Wednesday, June 20, 2007

Psicología y otras zarandajas

La taza de oro, de John Steinbeck, no es una novela lograda. Como historia de piratas no acaba de arrancar, se encuentra lastrada por una melancolía de fondo que no se lleva bien con la feroz alegría que pide el género; y tomada (por así decirlo) en serio se agota casi en el estudio de caracteres inicial. Pero en el margen que deja ese casi hay una perla digna de los mejores momentos del autor, un personaje femenino absolutamente soberbio. Morgan ha tomado Panamá y recibe, triunfador, a la belleza mítica de nombre inverosímil cuya fama le ha obsesionado. Inseguro en amores, le lanza una larga retahíla preparada de requiebros académicos, y la Santa Roja se le echa a reir en la cara:
Cuando oí hablar de usted y de sus hazañas a un lado y otro del océano, pensaba en usted, de alguna forma, como el único realista en la tierra de la vacilación. Soñaba que llegaría algún día, armado de una lujuria trascendente, muda, y que forzaría mi cuerpo con brutalidad. Ansiaba una brutalidad irracional y muda. El pensar en ello me sostenía cuando mi esposo me exhibía. Él no me amaba. Sólo le halagaba la idea de que yo le amase a él. (…)

Y anhelaba fuerza, fuerza ciega, irracional… y amor, no amor por mi alma ni por alguna supuesta belleza de mi mente, sino amor por el blanco fetiche de mi cuerpo. No deseo suavidad. Yo soy suave. Mi marido se pone lociones perfumadas en las manos antes de tocarme y tiene los dedos como gruesos caracoles mojados. Yo deseo sentir la presión de músculos duros y fuertes, el dolor delicioso de pequeñas heridas. (…)

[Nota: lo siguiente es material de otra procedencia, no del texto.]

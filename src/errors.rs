// ABOUTME: Unified error handling system with machine-readable codes and remediation actions
// ABOUTME: Classifies failures as fatal, retryable, or partial for the aggregation pipeline
//
// SPDX-License-Identifier: MIT OR Apache-2.0
// Copyright (c) 2025 Quayside Commerce

//! # Unified Error Handling
//!
//! Every failure in the core carries an [`ErrorCode`] with a stable string
//! form and a [`RemediationAction`] telling the caller what to do about it.
//! Fatal errors (auth/config) propagate unchanged; transient errors are
//! retried by [`crate::retry::RetryPolicy`] before surfacing; partial
//! failures are attached to otherwise successful aggregation results.
//!
//! [`AppError`] is `Clone` so that coalesced callers awaiting the same
//! in-flight request can all receive the leader's failure.

use std::time::Duration;

use serde::Serialize;

/// Result alias used throughout the crate.
pub type AppResult<T> = Result<T, AppError>;

/// Machine-readable error codes exposed to external collaborators.
#[derive(Debug, Clone, Copy, PartialEq, Eq, Hash, Serialize)]
#[serde(rename_all = "snake_case")]
pub enum ErrorCode {
    /// No application credentials available at any tier.
    CredentialsNotConfigured,
    /// Tenant never completed marketplace authorization (no refresh token).
    NotConnected,
    /// Stored secret carries the legacy sentinel and must be re-entered.
    MigrationRequired,
    /// Stored secret is not a valid `nonceHex:cipherHex` blob or fails to
    /// authenticate under the vault key.
    MalformedCiphertext,
    /// The marketplace rejected the credentials (HTTP 400/401 on refresh).
    MarketplaceAuthFailed,
    /// Transient marketplace failure (HTTP 5xx or network error).
    MarketplaceUnavailable,
    /// The marketplace throttled the request (HTTP 429).
    RateLimited,
    /// One or more offer/statistics fetches failed inside an otherwise
    /// successful aggregation.
    PartialAggregationFailure,
    /// Process configuration is unusable (missing or invalid key, bad URL).
    ConfigurationError,
    /// Credential storage failure.
    DatabaseError,
    /// Caller-supplied input was rejected.
    InvalidInput,
    /// Unexpected internal failure.
    InternalError,
}

impl ErrorCode {
    /// Stable string form of the code.
    #[must_use]
    pub const fn as_str(self) -> &'static str {
        match self {
            Self::CredentialsNotConfigured => "credentials_not_configured",
            Self::NotConnected => "not_connected",
            Self::MigrationRequired => "migration_required",
            Self::MalformedCiphertext => "malformed_ciphertext",
            Self::MarketplaceAuthFailed => "marketplace_auth_failed",
            Self::MarketplaceUnavailable => "marketplace_unavailable",
            Self::RateLimited => "rate_limited",
            Self::PartialAggregationFailure => "partial_aggregation_failure",
            Self::ConfigurationError => "configuration_error",
            Self::DatabaseError => "database_error",
            Self::InvalidInput => "invalid_input",
            Self::InternalError => "internal_error",
        }
    }

    /// Suggested remediation surfaced alongside the code.
    #[must_use]
    pub const fn remediation(self) -> RemediationAction {
        match self {
            Self::CredentialsNotConfigured => RemediationAction::ConfigureCredentials,
            Self::NotConnected => RemediationAction::Authorize,
            Self::MigrationRequired | Self::MalformedCiphertext | Self::MarketplaceAuthFailed => {
                RemediationAction::Reconnect
            }
            Self::MarketplaceUnavailable | Self::RateLimited => RemediationAction::RetryLater,
            Self::ConfigurationError => RemediationAction::FixConfiguration,
            Self::PartialAggregationFailure
            | Self::DatabaseError
            | Self::InvalidInput
            | Self::InternalError => RemediationAction::ContactOperator,
        }
    }

    /// Whether a failure with this code may be retried with backoff.
    #[must_use]
    pub const fn is_retryable(self) -> bool {
        matches!(self, Self::MarketplaceUnavailable | Self::RateLimited)
    }
}

impl std::fmt::Display for ErrorCode {
    fn fmt(&self, f: &mut std::fmt::Formatter<'_>) -> std::fmt::Result {
        f.write_str(self.as_str())
    }
}

/// What the caller should do about an error.
#[derive(Debug, Clone, Copy, PartialEq, Eq, Serialize)]
#[serde(rename_all = "snake_case")]
pub enum RemediationAction {
    /// Configure application credentials (tenant-specific or operator-wide).
    ConfigureCredentials,
    /// Complete the marketplace authorization flow.
    Authorize,
    /// Disconnect and re-run the authorization flow.
    Reconnect,
    /// Retry the operation later; the failure is transient.
    RetryLater,
    /// Fix process configuration and restart.
    FixConfiguration,
    /// No self-service remediation; escalate to the operator.
    ContactOperator,
}

impl RemediationAction {
    /// Stable string form of the action.
    #[must_use]
    pub const fn as_str(self) -> &'static str {
        match self {
            Self::ConfigureCredentials => "configure_credentials",
            Self::Authorize => "authorize",
            Self::Reconnect => "reconnect",
            Self::RetryLater => "retry_later",
            Self::FixConfiguration => "fix_configuration",
            Self::ContactOperator => "contact_operator",
        }
    }
}

impl std::fmt::Display for RemediationAction {
    fn fmt(&self, f: &mut std::fmt::Formatter<'_>) -> std::fmt::Result {
        f.write_str(self.as_str())
    }
}

/// Application error carrying a code, a human-readable message, and an
/// optional server-provided retry-after hint.
#[derive(Debug, Clone, thiserror::Error)]
#[error("{code}: {message}")]
pub struct AppError {
    code: ErrorCode,
    message: String,
    retry_after: Option<Duration>,
}

impl AppError {
    /// Create an error with an explicit code.
    pub fn new(code: ErrorCode, message: impl Into<String>) -> Self {
        Self {
            code,
            message: message.into(),
            retry_after: None,
        }
    }

    /// Attach a server-provided retry-after hint (honored by the retry
    /// policy in preference to computed backoff).
    #[must_use]
    pub const fn with_retry_after(mut self, delay: Duration) -> Self {
        self.retry_after = Some(delay);
        self
    }

    /// The machine-readable code.
    #[must_use]
    pub const fn code(&self) -> ErrorCode {
        self.code
    }

    /// The human-readable message.
    #[must_use]
    pub fn message(&self) -> &str {
        &self.message
    }

    /// Suggested remediation for this error.
    #[must_use]
    pub const fn remediation(&self) -> RemediationAction {
        self.code.remediation()
    }

    /// Whether the retry policy may re-attempt the failed operation.
    #[must_use]
    pub const fn is_retryable(&self) -> bool {
        self.code.is_retryable()
    }

    /// Server-provided retry-after hint, if any.
    #[must_use]
    pub const fn retry_after(&self) -> Option<Duration> {
        self.retry_after
    }

    /// No application credentials available at any tier.
    pub fn credentials_not_configured(message: impl Into<String>) -> Self {
        Self::new(ErrorCode::CredentialsNotConfigured, message)
    }

    /// Tenant has not completed authorization.
    pub fn not_connected(message: impl Into<String>) -> Self {
        Self::new(ErrorCode::NotConnected, message)
    }

    /// Stored secret needs migration (legacy sentinel detected).
    pub fn migration_required(message: impl Into<String>) -> Self {
        Self::new(ErrorCode::MigrationRequired, message)
    }

    /// Stored secret is unreadable.
    pub fn malformed_ciphertext(message: impl Into<String>) -> Self {
        Self::new(ErrorCode::MalformedCiphertext, message)
    }

    /// Marketplace rejected the credentials.
    pub fn auth_failed(message: impl Into<String>) -> Self {
        Self::new(ErrorCode::MarketplaceAuthFailed, message)
    }

    /// Transient marketplace failure.
    pub fn unavailable(message: impl Into<String>) -> Self {
        Self::new(ErrorCode::MarketplaceUnavailable, message)
    }

    /// Marketplace throttled the request.
    pub fn rate_limited(message: impl Into<String>) -> Self {
        Self::new(ErrorCode::RateLimited, message)
    }

    /// Process configuration is unusable.
    pub fn config(message: impl Into<String>) -> Self {
        Self::new(ErrorCode::ConfigurationError, message)
    }

    /// Credential storage failure.
    pub fn database(message: impl Into<String>) -> Self {
        Self::new(ErrorCode::DatabaseError, message)
    }

    /// Caller-supplied input was rejected.
    pub fn invalid_input(message: impl Into<String>) -> Self {
        Self::new(ErrorCode::InvalidInput, message)
    }

    /// Unexpected internal failure.
    pub fn internal(message: impl Into<String>) -> Self {
        Self::new(ErrorCode::InternalError, message)
    }
}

Pensaba mucho en usted, en tiempos. Llegó a convertirse en una imagen cínica de la noche. Y ahora… me parece un charlatán, un charlatán que habla de dulzura, que usa palabras consideradas y que es bastante torpe. No me parece realista en absoluto, sino sólo un fantasioso chapucero. Desea casarse conmigo… protegerme. (…)

Los otros hombres, como usted, no decían lo que deseaban. Ellos, como usted, juzgaban necesario justificar ante sí mismos su pasión. Ellos, como usted, tenían que convencerse a sí mismos, tanto como a mí, de que me amaban. (…)

Cuando Steinbeck encuentra esa nota se me vuelve de repente un escritor muy alto, uno de esos que hacen prescindible a la mayoría. Tiene en esas ocasiones una voz profética, quintaesenciada, radical, una voz anónima a fuer de despojada que se ocupa sólo de las cosas que cuentan en última instancia. Después de leer, por ejemplo, el relato de los tres caballeros y las tres damas en Los hechos del rey Arturo (una revelación ininterrumpida, un puñado de verdades sobre hombres y mujeres, sobre la guerra, el orgullo o el paso del tiempo tan definitivas y básicas como sólo el mito puede aportar) uno se vuelve a las miserias seudonihilistas de un Houellebeq, o incluso (por tallar más alto) a las madejas minuciosa e histéricamente devanadas de Henry James y se le caen de las manos por innecesarias y banales. Gracias a dios el efecto no dura, gracias a dios no se puede vivir en esa atmósfera mucho tiempo. Nos damos cuenta de que Steinbeck ni siquiera nos gusta tanto (de que para irrespirables hay otros mucho más grandes), volvemos a otros autores que hilan más fino, nos encontramos más a gusto entre anécdotas y psicología. Hasta la próxima vez.

5 Comments:

Blogger Sartine said...

Oiga Don Nacho, ¿le he dicho ya lo que me gustan sus columnas? me ha alegrado vd. el desayuno y no digo nada más porque tiene vd. la manía de dejar la cosa suficientemente redonda.

10:39 AM  
Blogger Ignacio said...

Pues muchas gracias, don Juan; siempre he aspirado a columnista de dominical, qué profesión más regalada y agradecida.

A propósito, estoy mirando la página de sus amigos arquitectos desde mi poltrona administrativa con una cierta dosis de envidia. Son buenos los tíos, sí señor.

1:32 PM  
Blogger Sartine said...

Oiga Don Nacho, pues viniendo de Vd. el juicio es interesante, les gustará saberlo!

6:14 PM  
Anonymous martini said...

Pues la verdad, Ignacio, es que tienes derecho a soñar con una columna dominical, cuando el nivel es tan bajo en ocasiones. Y no me libro de mi misma. Por cierto, podiais dar cuenta de esas paginas de arquitectos tan interesantes.

5:50 PM  
Blogger Ignacio said...

Yo los encontré siguiendo los comentarios en la página de Sartine.